The Commonwealth contends that the legislature, in enacting Act 18, relied in part upon the 2005 recommendations of the Commission on Federal Election Reform (“the Carter–Baker Commission”). However, the legislature pointedly ignored the Commission's recommendation that a Photo ID requirement be phased in over two federal election cycles to ease the transition from the existing system. The Carter–Baker Commission also wisely determined that confidence in our electoral process may be achieved in “a uniform voter identification system that is implemented in a way that increases, not impedes, participation.” Carter–Baker Commission (2005), at iii (emphasis added); see also id. at 6. Act 18, enacted in March 2012, and subsequently altered by ad hoc implementation procedures, which are still in flux, substantially threatens to do just the opposite. Where there is concededly no harm that will be remedied by implementing Act 18 prior to the November 2012 election, where the potential for harm to the cherished right to vote to uncountable numbers of citizens is substantially threatened, and where this harm cannot be remedied by any post-election lawsuit, contrary to the Commonwealth Court's astounding belief, the need for immediate judicial action cannot be denied.
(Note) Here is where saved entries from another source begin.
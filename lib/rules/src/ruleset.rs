//! Constraint rule-set document.
//!
//! The JSON rule document is mapped to explicit structs per rule family
//! and checked once at load time, so a malformed document surfaces as a
//! single upfront [`RulesError`] instead of a missing-key failure halfway
//! through validation. Loaded once per run, read-only afterwards.

use serde::{Deserialize, Serialize};
use std::path::Path;
use thiserror::Error;

#[derive(Error, Debug)]
pub enum RulesError {
    #[error("IO error reading rule set: {0}")]
    Io(#[from] std::io::Error),

    #[error("Malformed rule set: {0}")]
    Parse(#[from] serde_json::Error),

    #[error("Invalid rule set: {0}")]
    Invalid(String),
}

/// A closed interval `[lo, hi]`.
pub type Range = [f64; 2];

#[derive(Debug, Clone, Default, Serialize, Deserialize)]
pub struct DietaryRules {
    #[serde(default)]
    pub dietary_mode: String,
}

#[derive(Debug, Clone, Default, Serialize, Deserialize)]
pub struct CaffeineRule {
    /// Maximum in mg per serving. `None` means the limit is undefined,
    /// which the validator treats as fail-safe, never as "no limit".
    pub max: Option<f64>,
}

#[derive(Debug, Clone, Default, Serialize, Deserialize)]
pub struct HardConstraints {
    #[serde(default)]
    pub prohibited_ingredients: Vec<String>,
    #[serde(default)]
    pub caffeine: Option<CaffeineRule>,
}

/// A named product profile, each with its own brix interval. A brix
/// target is acceptable if it falls inside any one profile's interval.
#[derive(Debug, Clone, Serialize, Deserialize)]
pub struct ProductProfile {
    #[serde(default, skip_serializing_if = "Option::is_none")]
    pub name: Option<String>,
    pub brix_range_percent: Range,
}

#[derive(Debug, Clone, Default, Serialize, Deserialize)]
#[allow(non_snake_case)]
pub struct TargetRules {
    #[serde(default)]
    pub pH_range: Option<Range>,
    #[serde(default)]
    pub product_profiles: Vec<ProductProfile>,
    #[serde(default)]
    pub co2_volumes: Option<Range>,
    #[serde(default)]
    pub sodium_mg_per_100mL_max: Option<f64>,
    #[serde(default)]
    pub potassium_mg_per_100mL_max: Option<f64>,
}

#[derive(Debug, Clone, Default, Serialize, Deserialize)]
pub struct OperationalGuidelines {
    #[serde(default)]
    pub targets: TargetRules,
}

#[derive(Debug, Clone, Default, Serialize, Deserialize)]
pub struct LabellingRules {
    #[serde(default)]
    pub mandatory: Vec<String>,
}

/// The full declarative rule document.
#[derive(Debug, Clone, Default, Serialize, Deserialize)]
pub struct RuleSet {
    #[serde(default)]
    pub dietary: DietaryRules,
    #[serde(default)]
    pub hard_constraints: HardConstraints,
    #[serde(default)]
    pub operational_guidelines: OperationalGuidelines,
    #[serde(default)]
    pub labelling: LabellingRules,
}

impl RuleSet {
    /// Load and validate a rule document from a JSON file.
    pub fn load<P: AsRef<Path>>(path: P) -> Result<Self, RulesError> {
        let file = std::fs::File::open(path.as_ref())?;
        let reader = std::io::BufReader::new(file);
        let rules: RuleSet = serde_json::from_reader(reader)?;
        rules.validate_document()?;
        Ok(rules)
    }

    /// Structural checks applied once at load time.
    pub fn validate_document(&self) -> Result<(), RulesError> {
        if self.dietary.dietary_mode.trim().is_empty() {
            return Err(RulesError::Invalid(
                "dietary.dietary_mode is required".to_string(),
            ));
        }
        let targets = &self.operational_guidelines.targets;
        check_range("targets.pH_range", targets.pH_range)?;
        check_range("targets.co2_volumes", targets.co2_volumes)?;
        for (i, profile) in targets.product_profiles.iter().enumerate() {
            check_range(
                &format!("targets.product_profiles[{i}].brix_range_percent"),
                Some(profile.brix_range_percent),
            )?;
        }
        Ok(())
    }

    /// Lowercased prohibited-ingredient names.
    pub fn prohibited_lowercase(&self) -> impl Iterator<Item = String> + '_ {
        self.hard_constraints
            .prohibited_ingredients
            .iter()
            .map(|n| n.trim().to_lowercase())
    }

    /// The configured caffeine maximum, if any.
    pub fn caffeine_max(&self) -> Option<f64> {
        self.hard_constraints.caffeine.as_ref().and_then(|c| c.max)
    }
}

fn check_range(field: &str, range: Option<Range>) -> Result<(), RulesError> {
    if let Some([lo, hi]) = range {
        if !lo.is_finite() || !hi.is_finite() || lo > hi {
            return Err(RulesError::Invalid(format!(
                "{field}: [{lo}, {hi}] is not a valid closed interval"
            )));
        }
    }
    Ok(())
}
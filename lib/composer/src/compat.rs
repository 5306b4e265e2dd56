//! Pairwise ingredient-compatibility scoring.
//!
//! The scorer wraps an externally trained probabilistic classifier. For
//! a pair of embedding vectors, both are normalized to unit length and
//! the element-wise absolute difference is fed to the classifier; the
//! positive-class probability is the compatibility score. The feature is
//! symmetric, so `pair_score(a, b) == pair_score(b, a)`.

use serde::Deserialize;
use std::path::Path;

use blendx_core::{EmbeddingStore, Error, Result, Vector};

/// An externally supplied probabilistic binary classifier.
pub trait CompatModel {
    /// Positive-class probability for a feature vector, in [0, 1].
    fn positive_probability(&self, features: &[f32]) -> f32;
}

/// Logistic-regression classifier loaded from exported coefficients
/// (`{"weights": [...], "intercept": x}`).
#[derive(Debug, Clone, Deserialize)]
pub struct LogisticModel {
    weights: Vec<f32>,
    intercept: f32,
}

impl LogisticModel {
    pub fn new(weights: Vec<f32>, intercept: f32) -> Self {
        Self { weights, intercept }
    }

    pub fn load_json<P: AsRef<Path>>(path: P) -> Result<Self> {
        let file = std::fs::File::open(path.as_ref())?;
        let reader = std::io::BufReader::new(file);
        let model: LogisticModel =
            serde_json::from_reader(reader).map_err(|e| Error::Serialization(e.to_string()))?;
        if model.weights.is_empty() {
            return Err(Error::InvalidConfig(
                "compatibility model has no weights".to_string(),
            ));
        }
        Ok(model)
    }

    #[inline]
    pub fn dim(&self) -> usize {
        self.weights.len()
    }
}

impl CompatModel for LogisticModel {
    fn positive_probability(&self, features: &[f32]) -> f32 {
        debug_assert_eq!(features.len(), self.weights.len());
        let z: f32 = self
            .weights
            .iter()
            .zip(features.iter())
            .map(|(w, x)| w * x)
            .sum::<f32>()
            + self.intercept;
        1.0 / (1.0 + (-z).exp())
    }
}

/// Computes pair and set compatibility scores over an embedding store.
#[derive(Debug, Clone)]
pub struct CompatScorer<M: CompatModel> {
    model: M,
}

impl<M: CompatModel> CompatScorer<M> {
    pub fn new(model: M) -> Self {
        Self { model }
    }

    /// Compatibility of two embedding vectors, in [0, 1].
    pub fn pair_score(&self, a: &Vector, b: &Vector) -> f32 {
        let feature = a.normalized().abs_diff(&b.normalized());
        self.model
            .positive_probability(feature.as_slice())
            .clamp(0.0, 1.0)
    }

    /// Mean pairwise compatibility over all unordered pairs among `ids`.
    /// Fewer than two ids means no pairs to average: 0.0, not an error.
    /// An id absent from the store propagates as `EmbeddingNotFound`.
    pub fn set_score(&self, ids: &[String], store: &EmbeddingStore) -> Result<f32> {
        if ids.len() < 2 {
            return Ok(0.0);
        }
        let mut sum = 0.0_f32;
        let mut pairs = 0_u32;
        for i in 0..ids.len() {
            for j in (i + 1)..ids.len() {
                let a = store.vector_of(&ids[i])?;
                let b = store.vector_of(&ids[j])?;
                sum += self.pair_score(a, b);
                pairs += 1;
            }
        }
        Ok(sum / pairs as f32)
    }
}

#[cfg(test)]
mod tests {
    use super::*;
    use std::collections::HashMap;

    fn store() -> EmbeddingStore {
        let mut map = HashMap::new();
        map.insert("w".to_string(), vec![1.0, 0.0]);
        map.insert("a".to_string(), vec![0.99, 0.01]);
        map.insert("s".to_string(), vec![0.0, 1.0]);
        EmbeddingStore::from_map(map)
    }

    fn scorer() -> CompatScorer<LogisticModel> {
        // negative weights on the difference feature: closer vectors
        // score higher
        CompatScorer::new(LogisticModel::new(vec![-4.0, -4.0], 2.0))
    }

    #[test]
    fn test_logistic_probability() {
        let model = LogisticModel::new(vec![0.0, 0.0], 0.0);
        assert!((model.positive_probability(&[1.0, 1.0]) - 0.5).abs() < 1e-6);

        let model = LogisticModel::new(vec![1.0], 0.0);
        assert!(model.positive_probability(&[10.0]) > 0.999);
        assert!(model.positive_probability(&[-10.0]) < 0.001);
    }

    #[test]
    fn test_pair_score_symmetric() {
        let scorer = scorer();
        let store = store();
        let w = store.vector_of("w").unwrap();
        let s = store.vector_of("s").unwrap();
        assert_eq!(scorer.pair_score(w, s), scorer.pair_score(s, w));
    }

    #[test]
    fn test_closer_vectors_score_higher() {
        let scorer = scorer();
        let store = store();
        let w = store.vector_of("w").unwrap();
        let a = store.vector_of("a").unwrap();
        let s = store.vector_of("s").unwrap();
        assert!(scorer.pair_score(w, a) > scorer.pair_score(w, s));
    }

    #[test]
    fn test_set_score_small_sets_are_zero() {
        let scorer = scorer();
        let store = store();
        assert_eq!(scorer.set_score(&[], &store).unwrap(), 0.0);
        assert_eq!(scorer.set_score(&["w".to_string()], &store).unwrap(), 0.0);
    }

    #[test]
    fn test_set_score_is_mean_of_pairs() {
        let scorer = scorer();
        let store = store();
        let ids: Vec<String> = ["w", "a", "s"].iter().map(|s| s.to_string()).collect();
        let w = store.vector_of("w").unwrap();
        let a = store.vector_of("a").unwrap();
        let s = store.vector_of("s").unwrap();
        let expected = (scorer.pair_score(w, a) + scorer.pair_score(w, s)
            + scorer.pair_score(a, s))
            / 3.0;
        let got = scorer.set_score(&ids, &store).unwrap();
        assert!((got - expected).abs() < 1e-6);
    }

    #[test]
    fn test_set_score_missing_id_propagates() {
        let scorer = scorer();
        let store = store();
        let ids: Vec<String> = ["w", "missing"].iter().map(|s| s.to_string()).collect();
        assert!(matches!(
            scorer.set_score(&ids, &store),
            Err(Error::EmbeddingNotFound(_))
        ));
    }

    #[test]
    fn test_degenerate_vector_scores_finite() {
        let scorer = scorer();
        let zero = Vector::new(vec![0.0, 0.0]);
        let unit = Vector::new(vec![1.0, 0.0]);
        let score = scorer.pair_score(&zero, &unit);
        assert!(score.is_finite());
        assert!((0.0..=1.0).contains(&score));
    }

    #[test]
    fn test_load_json_rejects_empty_weights() {
        let mut file = tempfile::NamedTempFile::new().unwrap();
        use std::io::Write;
        write!(file, r#"{{"weights": [], "intercept": 0.0}}"#).unwrap();
        assert!(matches!(
            LogisticModel::load_json(file.path()),
            Err(Error::InvalidConfig(_))
        ));
    }
}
I was elected by the people of our Commonwealth, by Republicans, Democrats, Independents and others, as was every single Justice on this esteemed Court. I cannot now be a party to the potential disenfranchisement of even one otherwise qualified elector, including potentially many elderly and possibly disabled veterans who fought for the rights of every American to exercise their fundamental American right to vote. While I have no argument with the requirement that all Pennsylvania voters, at some reasonable point in the future, will have to present photo identification before they may cast their ballots, it is clear to me that the reason for the urgency of implementing Act 18 prior to the November 2012 election is purely political. That has been made abundantly clear by the House Majority Leader. Exhibit 42 at R.R.2073a. I cannot in good conscience participate in a decision that so clearly has the effect of allowing politics to trump the solemn oath that I swore to uphold our Constitution. That Constitution has made the right to vote a right verging on the sacred, and that right should never be trampled by partisan politics.

Accordingly, I respectfully dissent from the Per Curiam Order to the extent that it does not direct the Commonwealth Court to grant immediate injunctive relief but, instead, remands to the Commonwealth Court for additional hearings. I would remand to the Commonwealth Court for the express purpose of directing that court to immediately grant a preliminary injunction.


Justice TODD files a Dissenting Statement which Justice McCAFFERY joins. Justice McCAFFERY files a Dissenting Statement which Justice TODD joins.